Semmelweis Egyetem, Általános Orvostudományi Kar, Szemészeti Klinika Budapest.
Orvosi Hetilap 04/2011; 152(14):537-45. DOI: 10.1556/OH.2011.29064
Source: PubMed

ABSTRACT Up until now there has been no available treatment for diseases causing the permanent impairment of retinal photoreceptors. Currently the development of the retinal prostheses is the earliest to promise a result that can be implemented in the clinical treatment of these patients. Implants with different operating principles and in various stages of progress are presented in details, highlighting the characteristics, as well as the Hungarian aspects of the development. This survey intends to provide an overview on retinal prostheses, implantable in case of degenerative diseases of the retina, by reviewing and assessing the papers published in relevant journals and based on personal experience. Developments in microelectronics in recent years made it possible and proved to be feasible to replace the degenerated elements in the retina with electrical stimulation. Multiple comparable approaches are running simultaneously. Two types of these implants are directly stimulating the remaining living cells in the retina.

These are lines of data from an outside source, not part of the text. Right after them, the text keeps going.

use chrono::{DateTime, Utc};
use serde::{Deserialize, Serialize};
use std::fmt;

// ============================================================================
// ID Types
// ============================================================================

#[derive(Debug, Clone, PartialEq, Eq, Hash, Serialize, Deserialize)]
pub struct EntityId(pub String);

#[derive(Debug, Clone, PartialEq, Eq, Hash, Serialize, Deserialize)]
pub struct RelationshipId(pub String);

#[derive(Debug, Clone, PartialEq, Eq, Hash, Serialize, Deserialize)]
pub struct MemoryId(pub String);

impl fmt::Display for EntityId {
    fn fmt(&self, f: &mut fmt::Formatter) -> fmt::Result {
        write!(f, "{}", self.0)
    }
}

impl fmt::Display for RelationshipId {
    fn fmt(&self, f: &mut fmt::Formatter) -> fmt::Result {
        write!(f, "{}", self.0)
    }
}

impl fmt::Display for MemoryId {
    fn fmt(&self, f: &mut fmt::Formatter) -> fmt::Result {
        write!(f, "{}", self.0)
    }
}

// ============================================================================
// Well-Known Tags
// ============================================================================

/// Entity type tags the bundled annotator emits. The tag set is open:
/// any string is a valid `entity_type`, these are just the common ones.
pub mod tags {
    pub const PERSON: &str = "PERSON";
    pub const ORGANIZATION: &str = "ORGANIZATION";
    pub const LOCATION: &str = "LOCATION";
    pub const TECH: &str = "TECH";
    pub const CONCEPT: &str = "CONCEPT";
}

/// Relation type tags the bundled annotator emits. Open set, same as
/// [`tags`].
pub mod relations {
    pub const WORKS_AT: &str = "WORKS_AT";
    pub const LOCATED_IN: &str = "LOCATED_IN";
    pub const CREATED: &str = "CREATED";
    pub const USES: &str = "USES";
    pub const SPECIALIZES_IN: &str = "SPECIALIZES_IN";
    pub const RELATES_TO: &str = "RELATES_TO";
}

// ============================================================================
// Entity Schema
// ============================================================================

/// A deduplicated named concept node in the graph. Exactly one entity
/// exists per distinct lower-cased name; repeat mentions reinforce the
/// record in place instead of duplicating it.
#[derive(Debug, Clone, Serialize, Deserialize)]
pub struct Entity {
    pub id: EntityId,
    pub name: String,
    pub entity_type: String,
    pub properties: EntityProperties,
    pub created_at: DateTime<Utc>,
    pub last_accessed: DateTime<Utc>,
    pub access_count: u64,
    pub importance_score: f64,
}

/// Open property mapping attached to an entity. `contexts` accumulates the
/// textual window around each observed mention; everything else rides in
/// the flattened `extra` map.
#[derive(Debug, Clone, Default, Serialize, Deserialize)]
pub struct EntityProperties {
    #[serde(default)]
    pub contexts: Vec<String>,
    #[serde(flatten)]
    pub extra: serde_json::Map<String, serde_json::Value>,
}

// ============================================================================
// Relationship Schema
// ============================================================================

/// A directed, typed edge between two entities. At most one relationship
/// exists per (source, target, relation_type) triple.
#[derive(Debug, Clone, Serialize, Deserialize)]
pub struct Relationship {
    pub id: RelationshipId,
    pub source_id: EntityId,
    pub target_id: EntityId,
    pub relation_type: String,
    pub strength: f64,
    pub context: String,
    pub created_at: DateTime<Utc>,
    pub last_reinforced: DateTime<Utc>,
}

// ============================================================================
// Memory Schema
// ============================================================================

/// An immutable record of one ingested text fragment and the graph
/// elements it touched. `entities` and `relationships` are in extraction
/// order; duplicate mentions appear more than once.
#[derive(Debug, Clone, Serialize, Deserialize)]
pub struct Memory {
    pub id: MemoryId,
    pub content: String,
    pub entities: Vec<EntityId>,
    pub relationships: Vec<RelationshipId>,
    pub timestamp: DateTime<Utc>,
    pub context_tags: Vec<String>,
    pub importance: f64,
}

// ============================================================================
// Annotation Candidates
// ============================================================================

/// Entity candidate produced by an annotator: a name, a type tag, and the
/// textual window the mention was seen in.
#[derive(Debug, Clone, Serialize, Deserialize)]
pub struct EntityCandidate {
    pub name: String,
    pub entity_type: String,
    pub context: String,
}

/// Relationship candidate produced by an annotator. Source and target are
/// raw names, resolved to ids by the weaver.
#[derive(Debug, Clone, Serialize, Deserialize)]
pub struct RelationshipCandidate {
    pub source: String,
    pub target: String,
    pub relation_type: String,
    pub context: String,
}

// ============================================================================
// Query & Network Views
// ============================================================================

/// A memory scored against a relevance query.
#[derive(Debug, Clone, Serialize, Deserialize)]
pub struct ScoredMemory {
    pub id: MemoryId,
    pub content: String,
    pub score: f64,
    pub timestamp: DateTime<Utc>,
    pub importance: f64,
}

/// One edge of an entity network, with endpoint names resolved.
#[derive(Debug, Clone, Serialize, Deserialize)]
pub struct NetworkEdge {
    pub source: String,
    pub target: String,
    pub relation_type: String,
    pub strength: f64,
    pub context: String,
}

/// The local connectivity view around a named entity: its direct
/// relationships ordered by strength, plus the distinct set of entity
/// names they touch.
#[derive(Debug, Clone, Serialize, Deserialize)]
pub struct EntityNetwork {
    pub center_entity: String,
    pub relationships: Vec<NetworkEdge>,
    pub connected_entities: Vec<String>,
}

impl EntityNetwork {
    /// A network with no edges, centered on `name`. Unknown entities
    /// resolve to this rather than an error.
    pub fn empty(name: &str) -> Self {
        Self {
            center_entity: name.to_string(),
            relationships: Vec::new(),
            connected_entities: Vec::new(),
        }
    }
}

/// Aggregate counts over the stored graph.
#[derive(Debug, Clone, Serialize, Deserialize)]
pub struct GraphStats {
    pub entities: u64,
    pub relationships: u64,
    pub memories: u64,
    pub storage_path: String,
}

Hitherto the finest resolution has been achieved with the subretinal implants. Although the epiretinal implant offer lower resolution, but requires shorter surgery for implantation. Retinal implants in certain retinal diseases are proved to be capable of generating vision-like experiences. A number of types of retinal implants can be expected to appear in clinical practice a few years after the successful conclusion of clinical trials.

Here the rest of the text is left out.